* 小悪魔的存在 *












――平成××年3月12日 木の陰

テニスコートを見つめる私は一人。



テニス部はバレー部より少し長くやることが多い。

自分の部活を終えた後、私はここへ来ている。


すると丁度終わったところらしく、人が散らばって行く。

私も帰ろうか、と思った時。


「君、昨日も居たね」

「――?」


優しげな声に振り返る。

あ、この人知ってる。

天才・不二周助だ。

カッコイイ×2とクラスの女子が騒いでいたのを覚えている。


「お目当ての先輩でもいるのかな」


くすっと笑うその人。

私はきっと睨んだ。


「3年生はもう引退してるんじゃないですか」

「ってことは君は2年生か。
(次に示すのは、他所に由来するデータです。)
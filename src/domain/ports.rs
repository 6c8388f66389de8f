//! Port traits: persistence boundaries and the action-executor capability.

use std::time::Duration;

use async_trait::async_trait;
use chrono::{DateTime, Utc};
use uuid::Uuid;

use crate::domain::errors::DomainResult;
use crate::domain::models::{
    ActionParams, ActionPriority, ExecutionRecord, ExecutionResult, LearningInsight,
    MetricObservation, MetricQuery, MetricWeight, Rule, StatsReport, WeightKey,
};

/// Repository for trigger rules and their firing bookkeeping.
#[async_trait]
pub trait RuleStore: Send + Sync {
    async fn create(&self, rule: &Rule) -> DomainResult<()>;

    async fn get(&self, id: Uuid) -> DomainResult<Option<Rule>>;

    async fn get_by_name(&self, name: &str) -> DomainResult<Option<Rule>>;

    async fn update(&self, rule: &Rule) -> DomainResult<()>;

    async fn delete(&self, id: Uuid) -> DomainResult<()>;

    async fn list(&self) -> DomainResult<Vec<Rule>>;

    /// Enabled rules ordered by (priority desc, updated_at desc).
    async fn list_active(&self) -> DomainResult<Vec<Rule>>;

    async fn set_enabled(&self, id: Uuid, enabled: bool) -> DomainResult<bool>;

    /// Atomically set `last_fired` and increment `fire_count`. Called exactly
    /// once per settled trigger, never per retry attempt.
    async fn record_fired(&self, id: Uuid, fired_at: DateTime<Utc>) -> DomainResult<()>;
}

/// Source of recent metric observations.
#[async_trait]
pub trait MetricSource: Send + Sync {
    /// Observations matching the query, ordered by `recorded_at` descending.
    async fn query(&self, query: &MetricQuery) -> DomainResult<Vec<MetricObservation>>;
}

/// Versioned store for learned weights and advisory insights.
///
/// Readers always see exactly one active version per key; `put_version`
/// swaps the active pointer atomically.
#[async_trait]
pub trait WeightStore: Send + Sync {
    async fn active(&self, key: &WeightKey) -> DomainResult<Option<MetricWeight>>;

    /// Insert a new version and deactivate its predecessor in one
    /// transaction. The new version must carry `active = true`.
    async fn put_version(&self, weight: &MetricWeight) -> DomainResult<()>;

    /// All versions for a key, newest first.
    async fn history(&self, key: &WeightKey) -> DomainResult<Vec<MetricWeight>>;

    async fn list_active(&self) -> DomainResult<Vec<MetricWeight>>;

    async fn record_insight(&self, insight: &LearningInsight) -> DomainResult<()>;

    async fn recent_insights(&self, limit: u32) -> DomainResult<Vec<LearningInsight>>;
}

/// Durable log of settled action executions.
#[async_trait]
pub trait ExecutionLog: Send + Sync {
    async fn append(&self, record: &ExecutionRecord) -> DomainResult<()>;

    async fn get(&self, id: Uuid) -> DomainResult<Option<ExecutionRecord>>;

    /// Completed/failed records within the window, newest first, optionally
    /// narrowed by agent and metric type.
    async fn recent(
        &self,
        window: Duration,
        agent_type: Option<&str>,
        metric_type: Option<&str>,
    ) -> DomainResult<Vec<ExecutionRecord>>;

    /// Fraction of successful executions for a context within the window.
    /// `None` when there are no samples.
    async fn success_rate(&self, key: &WeightKey, window: Duration) -> DomainResult<Option<f64>>;

    /// Trigger values of recent executions for a context, newest first.
    async fn recent_trigger_values(
        &self,
        key: &WeightKey,
        window: Duration,
        limit: u32,
    ) -> DomainResult<Vec<f64>>;

    async fn stats(&self, window: Duration) -> DomainResult<StatsReport>;

    /// Delete records older than the retention window; returns rows removed.
    async fn prune_older_than(&self, retention: Duration) -> DomainResult<u64>;
}

/// Capability descriptor + operations for one remediation action type.
///
/// Implementations live outside the core (or in `adapters::executors` for
/// safe built-ins); the scheduler selects them by action type through the
/// registry, never by downcasting.
#[async_trait]
pub trait ActionExecutor: Send + Sync {
    /// Key this executor is registered under.
    fn action_type(&self) -> &str;

    /// Agent types this executor can act for. Empty means "all".
    fn compatible_agent_types(&self) -> Vec<String> {
        Vec::new()
    }

    fn priority(&self) -> ActionPriority {
        ActionPriority::Medium
    }

    /// Additional attempts after the first failed one.
    fn max_retries(&self) -> u32 {
        3
    }

    /// Config keys that must be present for `validate` to pass.
    fn required_params(&self) -> Vec<String> {
        Vec::new()
    }

    fn optional_params(&self) -> Vec<String> {
        Vec::new()
    }

    /// Action type to suggest when this one is unavailable or keeps failing.
    fn fallback_action(&self) -> Option<String> {
        None
    }

    fn supports_rollback(&self) -> bool {
        false
    }

    /// Cheap parameter check before execution. Returning `Ok(false)` fails
    /// the trigger immediately, with no retry.
    async fn validate(&self, params: &ActionParams) -> DomainResult<bool>;

    /// Perform the action. A returned `Err` and an `Ok` result with
    /// `success = false` are both treated as failed attempts.
    async fn execute(&self, params: &ActionParams) -> DomainResult<ExecutionResult>;

    /// Reverse a previously successful execution using its captured
    /// `rollback_data`. Only invoked by external callers, never by the
    /// scheduler.
    async fn rollback(
        &self,
        _params: &ActionParams,
        _rollback_data: &serde_json::Value,
    ) -> DomainResult<ExecutionResult> {
        Err(crate::domain::errors::DomainError::RollbackUnsupported(
            self.action_type().to_string(),
        ))
    }
}

impl std::fmt::Debug for dyn ActionExecutor {
    fn fmt(&self, f: &mut std::fmt::Formatter<'_>) -> std::fmt::Result {
        f.debug_struct("ActionExecutor")
            .field("action_type", &self.action_type())
            .field("max_retries", &self.max_retries())
            .finish()
    }
}
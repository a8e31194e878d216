//! Habit streak tracking
//!
//! Detects consecutive-day watching habits per channel, rewatched video, and
//! topic. Habit runs are strictly consecutive (no gap tolerance), unlike the
//! 1-day tolerance used when merging anomaly periods.

use crate::config::InsightConfig;
use crate::streaks::compress_runs;
use crate::types::{Event, HabitRecord, HabitReport, Streak, SubjectKind};
use chrono::NaiveDate;
use std::collections::{BTreeMap, BTreeSet};

/// Qualifying channel subjects counted into the habit strength score
const STRENGTH_TOP_SUBJECTS: usize = 5;

/// Tracker for consecutive-day watching habits
pub struct HabitTracker;

impl HabitTracker {
    /// Detect habit streaks across channel, video, and topic subjects.
    ///
    /// Watch events without a local timestamp are skipped and counted. Output
    /// ordering is longest streak desc, total habit days desc, subject asc.
    pub fn track(events: &[Event], config: &InsightConfig) -> HabitReport {
        let mut channel_dates: BTreeMap<String, BTreeSet<NaiveDate>> = BTreeMap::new();
        let mut video_dates: BTreeMap<String, BTreeSet<NaiveDate>> = BTreeMap::new();
        let mut topic_dates: BTreeMap<String, BTreeSet<NaiveDate>> = BTreeMap::new();
        let mut skipped = 0u32;

        for event in events.iter().filter(|e| e.is_watch()) {
            let date = match event.local_date() {
                Some(date) => date,
                None => {
                    skipped += 1;
                    continue;
                }
            };

            if let Some(channel) = &event.channel_clean {
                channel_dates.entry(channel.clone()).or_default().insert(date);
            }
            if let Some(title) = &event.text_clean {
                video_dates.entry(title.clone()).or_default().insert(date);
            }
            for topic in &event.topics {
                topic_dates.entry(topic.clone()).or_default().insert(date);
            }
        }

        let channel_habits = collect_habits(
            &channel_dates,
            SubjectKind::Channel,
            config.habit_min_streak_days,
            0,
        );
        // Rewatch streaks qualify at 2 days; a video must appear on at least
        // 2 distinct dates to be a rewatch at all
        let video_habits = collect_habits(
            &video_dates,
            SubjectKind::Video,
            config.rewatch_min_streak_days,
            2,
        );
        let topic_habits = collect_habits(
            &topic_dates,
            SubjectKind::Topic,
            config.habit_min_streak_days,
            config.topic_min_days,
        );

        let max_streak_days = channel_habits
            .iter()
            .map(|h| h.longest_streak)
            .max()
            .unwrap_or(0);
        let habit_strength = habit_strength(&channel_habits, max_streak_days);

        HabitReport {
            channel_habits,
            video_habits,
            topic_habits,
            habit_strength,
            max_streak_days,
            skipped,
        }
    }
}

/// Build ordered habit records for one subject kind
fn collect_habits(
    subject_dates: &BTreeMap<String, BTreeSet<NaiveDate>>,
    kind: SubjectKind,
    min_streak_days: u32,
    min_total_days: u32,
) -> Vec<HabitRecord> {
    let mut records: Vec<HabitRecord> = subject_dates
        .iter()
        .filter(|(_, dates)| dates.len() as u32 >= min_total_days)
        .filter_map(|(subject, dates)| {
            let sorted: Vec<NaiveDate> = dates.iter().copied().collect();
            let streaks: Vec<Streak> = compress_runs(&sorted, 0)
                .into_iter()
                .filter(|run| run.len() >= min_streak_days)
                .map(|run| Streak {
                    start: run.start,
                    end: run.end,
                    length: run.len(),
                })
                .collect();

            if streaks.is_empty() {
                return None;
            }

            let longest_streak = streaks.iter().map(|s| s.length).max().unwrap_or(0);
            let total_habit_days: u32 = streaks.iter().map(|s| s.length).sum();

            Some(HabitRecord {
                subject: subject.clone(),
                kind,
                streaks,
                longest_streak,
                total_habit_days,
                total_days_watched: dates.len() as u32,
                habit_score: (10 * total_habit_days).min(100),
            })
        })
        .collect();

    records.sort_by(|a, b| {
        b.longest_streak
            .cmp(&a.longest_streak)
            .then_with(|| b.total_habit_days.cmp(&a.total_habit_days))
            .then_with(|| a.subject.cmp(&b.subject))
    });
    records
}

/// Overall habit formation score in [0, 100].
///
/// `min(100, 10 x qualifying channel subjects + 5 x longest channel streak
/// + sum of habit days across the top 5 channel subjects)` - monotone in
/// each input.
fn habit_strength(channel_habits: &[HabitRecord], max_streak: u32) -> u32 {
    if channel_habits.is_empty() {
        return 0;
    }
    let top_days: u32 = channel_habits
        .iter()
        .take(STRENGTH_TOP_SUBJECTS)
        .map(|h| h.total_habit_days)
        .sum();
    (10 * channel_habits.len() as u32 + 5 * max_streak + top_days).min(100)
}
//! Association rule mining over daily viewing transactions
//!
//! Each calendar date becomes one transaction holding the date's top channels,
//! its day of week, and its dominant day interval. Rules pair one channel item
//! with one temporal item in both directions and are kept when they clear the
//! support, occurrence, and confidence thresholds. Pairwise enumeration is
//! enough here; transactions carry at most a handful of items.

use crate::config::InsightConfig;
use crate::types::{DayInterval, Event, PatternReport, PatternRule, RuleItem, DAY_NAMES};
use chrono::{Datelike, NaiveDate};
use std::cmp::Ordering;
use std::collections::{BTreeMap, BTreeSet};

const DIM_CHANNEL: &str = "channel";
const DIM_DAY: &str = "day_of_week";
const DIM_BUCKET: &str = "hour_bucket";

/// Miner for channel/time association rules
pub struct PatternMiner;

impl PatternMiner {
    /// Mine ranked association rules from watch events.
    ///
    /// Fewer transactions than `min_rule_occurrences` cannot produce any
    /// rule; the report then carries only the transaction count.
    pub fn mine(events: &[Event], config: &InsightConfig) -> PatternReport {
        let transactions = build_transactions(events, config);
        let total = transactions.len() as u32;

        let mut item_counts: BTreeMap<RuleItem, u32> = BTreeMap::new();
        let mut pair_counts: BTreeMap<(RuleItem, RuleItem), u32> = BTreeMap::new();

        for items in transactions.values() {
            for item in items {
                *item_counts.entry(item.clone()).or_insert(0) += 1;
            }
            let channels = items.iter().filter(|i| i.dimension == DIM_CHANNEL);
            for channel in channels {
                for temporal in items.iter().filter(|i| i.dimension != DIM_CHANNEL) {
                    *pair_counts
                        .entry((channel.clone(), temporal.clone()))
                        .or_insert(0) += 1;
                }
            }
        }

        let mut rules: Vec<PatternRule> = Vec::new();
        for ((channel, temporal), &occ) in &pair_counts {
            let support = occ as f64 / total as f64;
            if support < config.min_support || occ < config.min_rule_occurrences {
                continue;
            }
            for (antecedent, consequent) in
                [(channel, temporal), (temporal, channel)]
            {
                let rule = make_rule(
                    antecedent,
                    consequent,
                    occ,
                    support,
                    &item_counts,
                    total,
                );
                if rule.confidence >= config.min_confidence {
                    rules.push(rule);
                }
            }
        }

        rules.sort_by(rank_rules);
        let total_rules = rules.len() as u32;
        rules.truncate(config.max_rules);

        PatternReport {
            rules,
            total_rules,
            total_transactions: total,
        }
    }
}

/// One item set per calendar date, keyed for deterministic iteration
fn build_transactions(
    events: &[Event],
    config: &InsightConfig,
) -> BTreeMap<NaiveDate, Vec<RuleItem>> {
    let mut active_dates: BTreeSet<NaiveDate> = BTreeSet::new();
    let mut channel_counts: BTreeMap<NaiveDate, BTreeMap<String, u32>> = BTreeMap::new();
    let mut interval_counts: BTreeMap<NaiveDate, [u32; 4]> = BTreeMap::new();

    for event in events.iter().filter(|e| e.is_watch()) {
        let date = match event.local_date() {
            Some(date) => date,
            None => continue,
        };
        active_dates.insert(date);
        if let Some(channel) = &event.channel_clean {
            *channel_counts
                .entry(date)
                .or_default()
                .entry(channel.clone())
                .or_insert(0) += 1;
        }
        if let Some(interval) = event.hour_local.and_then(DayInterval::from_hour) {
            interval_counts.entry(date).or_default()
                [DayInterval::ALL.iter().position(|&i| i == interval).unwrap_or(0)] += 1;
        }
    }

    // Every active date is a transaction; one without channels still carries
    // its temporal items and dilutes supports
    let mut transactions = BTreeMap::new();
    for &date in &active_dates {
        let mut items = Vec::new();

        if let Some(counts) = channel_counts.get(&date) {
            let mut ranked: Vec<(&String, u32)> =
                counts.iter().map(|(name, &count)| (name, count)).collect();
            ranked.sort_by(|a, b| b.1.cmp(&a.1).then_with(|| a.0.cmp(b.0)));
            for (name, _) in ranked.into_iter().take(config.channels_per_transaction) {
                items.push(RuleItem {
                    dimension: DIM_CHANNEL.to_string(),
                    value: name.clone(),
                });
            }
        }

        let weekday = date.weekday().num_days_from_monday() as usize;
        items.push(RuleItem {
            dimension: DIM_DAY.to_string(),
            value: DAY_NAMES[weekday].to_string(),
        });

        if let Some(interval) = dominant_interval(interval_counts.get(&date)) {
            items.push(RuleItem {
                dimension: DIM_BUCKET.to_string(),
                value: interval.name().to_string(),
            });
        }

        transactions.insert(date, items);
    }
    transactions
}

/// Interval with the most watches on the date; ties resolve to the earliest
fn dominant_interval(counts: Option<&[u32; 4]>) -> Option<DayInterval> {
    let counts = counts?;
    let mut best: Option<(DayInterval, u32)> = None;
    for (i, &interval) in DayInterval::ALL.iter().enumerate() {
        if counts[i] == 0 {
            continue;
        }
        match best {
            Some((_, c)) if counts[i] <= c => {}
            _ => best = Some((interval, counts[i])),
        }
    }
    best.map(|(interval, _)| interval)
}

fn make_rule(
    antecedent: &RuleItem,
    consequent: &RuleItem,
    occ: u32,
    support: f64,
    item_counts: &BTreeMap<RuleItem, u32>,
    total: u32,
) -> PatternRule {
    let antecedent_count = item_counts.get(antecedent).copied().unwrap_or(0);
    let consequent_count = item_counts.get(consequent).copied().unwrap_or(0);

    let confidence = if antecedent_count > 0 {
        occ as f64 / antecedent_count as f64
    } else {
        0.0
    };
    let consequent_support = consequent_count as f64 / total as f64;
    let lift = if consequent_support > 0.0 {
        confidence / consequent_support
    } else {
        0.0
    };

    let rendered_text = render_rule(antecedent, consequent, confidence);

    PatternRule {
        antecedent: antecedent.clone(),
        consequent: consequent.clone(),
        support,
        confidence,
        lift,
        occurrences: occ,
        rendered_text,
    }
}

/// Natural-language sentence for one rule, variable terms wrapped in `**`
fn render_rule(antecedent: &RuleItem, consequent: &RuleItem, confidence: f64) -> String {
    let pct = (confidence * 100.0).round() as u32;
    match (antecedent.dimension.as_str(), consequent.dimension.as_str()) {
        (DIM_DAY, DIM_CHANNEL) => format!(
            "You watch **{}** on **{}s** ({}% of the time)",
            consequent.value, antecedent.value, pct
        ),
        (DIM_CHANNEL, DIM_DAY) => format!(
            "When you watch **{}**, it's usually a **{}** ({}% of the time)",
            antecedent.value, consequent.value, pct
        ),
        (DIM_BUCKET, DIM_CHANNEL) => format!(
            "**{}** is your **{}** go-to ({}%)",
            consequent.value, antecedent.value, pct
        ),
        _ => format!(
            "You save **{}** for the **{}** ({}% of the time)",
            antecedent.value, consequent.value, pct
        ),
    }
}

/// Lift desc, confidence desc, support desc, then item order for stable ties
fn rank_rules(a: &PatternRule, b: &PatternRule) -> Ordering {
    b.lift
        .partial_cmp(&a.lift)
        .unwrap_or(Ordering::Equal)
        .then_with(|| {
            b.confidence
                .partial_cmp(&a.confidence)
                .unwrap_or(Ordering::Equal)
        })
        .then_with(|| b.support.partial_cmp(&a.support).unwrap_or(Ordering::Equal))
        .then_with(|| a.antecedent.cmp(&b.antecedent))
        .then_with(|| a.consequent.cmp(&b.consequent))
}

#[cfg(test)]
mod tests {
    use super::*;
    use crate::types::EventType;
    use pretty_assertions::assert_eq;

    fn watch(date: NaiveDate, hour: u32, channel: &str) -> Event {
        Event {
            event_type: EventType::Watch,
            engagement: None,
            timestamp_utc: None,
            timestamp_local: date.and_hms_opt(hour, 0, 0),
            hour_local: Some(hour),
            day_of_week: Some(date.weekday().num_days_from_monday()),
            month_local: Some(date.month()),
            channel: Some(channel.to_string()),
            channel_clean: Some(channel.to_string()),
            text: None,
            text_clean: None,
            topics: Vec::new(),
        }
    }

    fn june(day: u32) -> NaiveDate {
        NaiveDate::from_ymd_opt(2024, 6, day).unwrap()
    }

    #[test]
    fn test_saturday_channel_rule_tops_ranking() {
        // Channel on four Saturday evenings plus one Wednesday morning
        let mut events = Vec::new();
        for day in [1, 8, 15, 22] {
            events.push(watch(june(day), 20, "weekend cinema"));
        }
        events.push(watch(june(5), 9, "weekend cinema"));

        let report = PatternMiner::mine(&events, &InsightConfig::default());
        assert_eq!(report.total_transactions, 5);

        let top = &report.rules[0];
        assert_eq!(top.antecedent.dimension, "day_of_week");
        assert_eq!(top.antecedent.value, "Saturday");
        assert_eq!(top.consequent.value, "weekend cinema");
        assert!((top.confidence - 1.0).abs() < 1e-9);
        assert_eq!(top.occurrences, 4);
        assert!((top.support - 0.8).abs() < 1e-9);
        assert_eq!(
            top.rendered_text,
            "You watch **weekend cinema** on **Saturdays** (100% of the time)"
        );
    }

    #[test]
    fn test_occurrence_floor_filters_rare_pairs() {
        // Two Saturdays only: perfect confidence but below min occurrences
        let events = vec![
            watch(june(1), 20, "rare"),
            watch(june(8), 20, "rare"),
        ];
        let report = PatternMiner::mine(&events, &InsightConfig::default());

        assert_eq!(report.total_transactions, 2);
        assert!(report.rules.is_empty());
        assert_eq!(report.total_rules, 0);
    }

    #[test]
    fn test_confidence_filters_weak_direction() {
        // Channel on 4 Saturdays and 5 assorted weekdays: Saturday implies
        // the channel, but the channel implies Saturday only 4/9 of the time
        let mut events = Vec::new();
        for day in [1, 8, 15, 22] {
            events.push(watch(june(day), 20, "mixed"));
        }
        for day in [3, 4, 5, 6, 7] {
            events.push(watch(june(day), 20, "mixed"));
        }

        let report = PatternMiner::mine(&events, &InsightConfig::default());
        assert!(report.rules.iter().any(|r| {
            r.antecedent.value == "Saturday" && r.consequent.value == "mixed"
        }));
        assert!(!report.rules.iter().any(|r| {
            r.antecedent.value == "mixed" && r.consequent.value == "Saturday"
        }));
    }

    #[test]
    fn test_top_channels_per_transaction_capped() {
        // Four channels on one date, default cap of 3; "dd" has the fewest
        // watches and is dropped
        let mut events = Vec::new();
        for (channel, count) in [("aa", 3), ("bb", 2), ("cc", 2), ("dd", 1)] {
            for _ in 0..count {
                events.push(watch(june(1), 20, channel));
            }
        }
        let transactions = build_transactions(&events, &InsightConfig::default());

        let items = &transactions[&june(1)];
        let channels: Vec<&str> = items
            .iter()
            .filter(|i| i.dimension == "channel")
            .map(|i| i.value.as_str())
            .collect();
        assert_eq!(channels, vec!["aa", "bb", "cc"]);
    }

    #[test]
    fn test_dominant_interval_tie_resolves_earliest() {
        // One morning and one evening watch on the same date
        let events = vec![watch(june(3), 9, "ch"), watch(june(3), 20, "ch")];
        let transactions = build_transactions(&events, &InsightConfig::default());

        let bucket = transactions[&june(3)]
            .iter()
            .find(|i| i.dimension == "hour_bucket")
            .map(|i| i.value.clone());
        assert_eq!(bucket.as_deref(), Some("morning"));
    }

    #[test]
    fn test_max_rules_truncation() {
        // Saturday evenings produce four surviving rules with the default
        // thresholds; total_rules counts them before the cap
        let mut events = Vec::new();
        for day in [1, 8, 15, 22] {
            events.push(watch(june(day), 20, "weekend cinema"));
        }
        events.push(watch(june(5), 9, "weekend cinema"));

        let report = PatternMiner::mine(&events, &InsightConfig::default());
        assert!(report.rules.len() <= 4);
        assert!(report.total_rules >= report.rules.len() as u32);
    }

    #[test]
    fn test_channel_less_date_still_a_transaction() {
        // Four Saturday evenings with a channel, plus a Wednesday whose only
        // watch carries no channel: five transactions, and the Saturday rule's
        // support is diluted accordingly
        let mut events = Vec::new();
        for day in [1, 8, 15, 22] {
            events.push(watch(june(day), 20, "weekend cinema"));
        }
        let mut unattributed = watch(june(5), 9, "ignored");
        unattributed.channel_clean = None;
        events.push(unattributed);

        let report = PatternMiner::mine(&events, &InsightConfig::default());
        assert_eq!(report.total_transactions, 5);

        let rule = report
            .rules
            .iter()
            .find(|r| r.antecedent.value == "Saturday")
            .unwrap();
        assert!((rule.support - 0.8).abs() < 1e-9);

        let transactions = build_transactions(&events, &InsightConfig::default());
        let wednesday = &transactions[&june(5)];
        assert!(wednesday.iter().all(|i| i.dimension != "channel"));
        assert!(wednesday.iter().any(|i| i.value == "Wednesday"));
        assert!(wednesday.iter().any(|i| i.value == "morning"));
    }

    #[test]
    fn test_empty_input() {
        let report = PatternMiner::mine(&[], &InsightConfig::default());
        assert_eq!(report.total_transactions, 0);
        assert!(report.rules.is_empty());
    }
}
ごめんね」


む…舐めていやがる。

チビっ子だからって…くそぅ。

そっちこそヤサオトコ系ではないか!

でも…カッコイイと騒がれるのも分かる。

さっき見てたけど、上手いし。確実な美形だし。


「まあ同学年でも後輩でもいいけど。誰かお目当ての人でも?」


にこっと笑う。

なんだ…この似非くさい笑みは!

で、でもなんかカッコいいぞ?

これはワナ…罠なのかっ!?


「あなたって言ったらどうします?不二周助くん」


私もにこっと似非くさい笑みを返した。

向こうはおやっ、という顔をした。


「そうしたら…こうする」

「っ!」


その時私がされた行動。

手の甲にキス。


「わっ!嘘に決まってるでしょ!!」

「あ、そうなの?僕ってその辺の区別が付かないんだ」

「………!」


な、何よこの人は!?

ちょっとでもカッコイイと思った私がバカでした!


「ま、頑張ってね。応援してるからさ」

「どーもっ」


そして、不二周助は部室に消えた。

……変な人。

でもなんか気になる存在だ。


だけど、恋とは違うと確信を持っていえる。

どちらかというと、芸能人がカッコいいだとか、

スポーツ選手がカッコいいだとか…そんな感じ。


どちらかというとただ、

私の心を掻き乱しただけの、

小さな悪魔でしかない。





















初めは私不二ファンだったんですよねー。